### Dataset entries
####################

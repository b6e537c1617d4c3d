//! Lesson query handlers.

mod check_quiz_answer;
mod get_adapted_lesson;
mod get_tutor_context;

pub use check_quiz_answer::{CheckQuizAnswerHandler, CheckQuizAnswerQuery};
pub use get_adapted_lesson::{AdaptedLesson, GetAdaptedLessonHandler, GetAdaptedLessonQuery};
pub use get_tutor_context::{GetTutorContextHandler, GetTutorContextQuery, TutorContext};
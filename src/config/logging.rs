//! Logging configuration

use serde::Deserialize;
use tracing_subscriber::EnvFilter;

use super::error::ValidationError;

/// Log filter and output format for the binary's subscriber
#[derive(Debug, Clone, Deserialize)]
pub struct LoggingConfig {
    /// `EnvFilter` directive; `RUST_LOG` overrides it at startup
    #[serde(default = "default_level")]
    pub level: String,

    /// Emit JSON lines instead of human-readable output
    #[serde(default)]
    pub json: bool,
}

fn default_level() -> String {
    "info,learnwise=debug".to_string()
}

impl LoggingConfig {
    /// Validate logging configuration
    pub fn validate(&self) -> Result<(), ValidationError> {
        if self.level.trim().is_empty() {
            return Err(ValidationError::MissingRequired("logging.level"));
        }
        EnvFilter::try_new(&self.level)
            .map_err(|e| ValidationError::InvalidLogLevel(e.to_string()))?;
        Ok(())
    }
}

impl Default for LoggingConfig {
    fn default() -> Self {
        Self {
            level: default_level(),
            json: false,
        }
    }
}

#[cfg(test)]
mod tests {
    use super::*;

    #[test]
    fn test_defaults() {
        let config = LoggingConfig::default();
        assert_eq!(config.level, "info,learnwise=debug");
        assert!(!config.json);
        assert!(config.validate().is_ok());
    }

    #[test]
    fn test_empty_level_rejected() {
        let config = LoggingConfig {
            level: "  ".to_string(),
            json: false,
        };
        assert!(matches!(
            config.validate(),
            Err(ValidationError::MissingRequired("logging.level"))
        ));
    }

    #[test]
    fn test_bad_directive_rejected() {
        let config = LoggingConfig {
            level: "learnwise=notalevel".to_string(),
            json: false,
        };
        assert!(matches!(
            config.validate(),
            Err(ValidationError::InvalidLogLevel(_))
        ));
    }
}
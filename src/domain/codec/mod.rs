//! Profile Codec - profiles to and from shareable `word-word-word` codes.
//!
//! Two paths decode a code. Preset codes map straight to hand-authored
//! profiles. Any other code is parsed into a [`PartialProfile`] of three
//! fields and a canonical full profile is reconstructed from those. The
//! codec is lossy: seven of the ten fields never travel in a code.

mod code;
mod engine;
mod presets;
mod reconstruct;
mod share;
mod word_banks;

pub use code::{ProfileCode, TOKEN_COUNT};
pub use engine::{
    decode, describe, describe_profile, encode, preset_codes, verify_tables, PresetSummary,
    UNKNOWN_PROFILE,
};
pub use presets::{is_preset, preset, preset_for_profile, Preset, PRESETS};
pub use reconstruct::{parse_tokens, PartialProfile};
pub use share::{code_from_url, share_url, strip_profile_param, PROFILE_QUERY_PARAM};
pub use word_banks::{WordBank, CHALLENGE_BANK, INTERFACE_BANK, STYLE_BANK, WORDS_PER_VALUE};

####################

### YOUR TASK
The required response is a complete, exact copy of the records.

### TASK RESPONSE
repository b6e537c1617d4c3d
//! Lesson query handlers.

mod check_quiz_answer;
mod get_adapted_lesson;
mod get_tutor_context;

pub use check_quiz_answer::{CheckQuizAnswerHandler, CheckQuizAnswerQuery};
pub use get_adapted_lesson::{AdaptedLesson, GetAdaptedLessonHandler, GetAdaptedLessonQuery};
pub use get_tutor_context::{GetTutorContextHandler, GetTutorContextQuery, TutorContext};
filename src/config/logging.rs
//! Logging configuration

use serde::Deserialize;
use tracing_subscriber::EnvFilter;

use super::error::ValidationError;

/// Log filter and output format for the binary's subscriber
#[derive(Debug, Clone, Deserialize)]
pub struct LoggingConfig {
    /// `EnvFilter` directive; `RUST_LOG` overrides it at startup
    #[serde(default = "default_level")]
    pub level: String,

    /// Emit JSON lines instead of human-readable output
    #[serde(default)]
    pub json: bool,
}

fn default_level() -> String {
    "info,learnwise=debug".to_string()
}

impl LoggingConfig {
    /// Validate logging configuration
    pub fn validate(&self) -> Result<(), ValidationError> {
        if self.level.trim().is_empty() {
            return Err(ValidationError::MissingRequired("logging.level"));
        }
        EnvFilter::try_new(&self.level)
            .map_err(|e| ValidationError::InvalidLogLevel(e.to_string()))?;
        Ok(())
    }
}

impl Default for LoggingConfig {
    fn default() -> Self {
        Self {
            level: default_level(),
            json: false,
        }
    }
}

#[cfg(test)]
mod tests {
    use super::*;

    #[test]
    fn test_defaults() {
        let config = LoggingConfig::default();
        assert_eq!(config.level, "info,learnwise=debug");
        assert!(!config.json);
        assert!(config.validate().is_ok());
    }

    #[test]
    fn test_empty_level_rejected() {
        let config = LoggingConfig {
            level: "  ".to_string(),
            json: false,
        };
        assert!(matches!(
            config.validate(),
            Err(ValidationError::MissingRequired("logging.level"))
        ));
    }

    #[test]
    fn test_bad_directive_rejected() {
        let config = LoggingConfig {
            level: "learnwise=notalevel".to_string(),
            json: false,
        };
        assert!(matches!(
            config.validate(),
            Err(ValidationError::InvalidLogLevel(_))
        ));
    }
}
filename src/domain/codec/mod.rs
//! Profile Codec - profiles to and from shareable `word-word-word` codes.
//!
//! Two paths decode a code. Preset codes map straight to hand-authored
//! profiles. Any other code is parsed into a [`PartialProfile`] of three
//! fields and a canonical full profile is reconstructed from those. The
//! codec is lossy: seven of the ten fields never travel in a code.

mod code;
mod engine;
mod presets;
mod reconstruct;
mod share;
mod word_banks;

pub use code::{ProfileCode, TOKEN_COUNT};
pub use engine::{
    decode, describe, describe_profile, encode, preset_codes, verify_tables, PresetSummary,
    UNKNOWN_PROFILE,
};
pub use presets::{is_preset, preset, preset_for_profile, Preset, PRESETS};
pub use reconstruct::{parse_tokens, PartialProfile};
pub use share::{code_from_url, share_url, strip_profile_param, PROFILE_QUERY_PARAM};
pub use word_banks::{WordBank, CHALLENGE_BANK, INTERFACE_BANK, STYLE_BANK, WORDS_PER_VALUE};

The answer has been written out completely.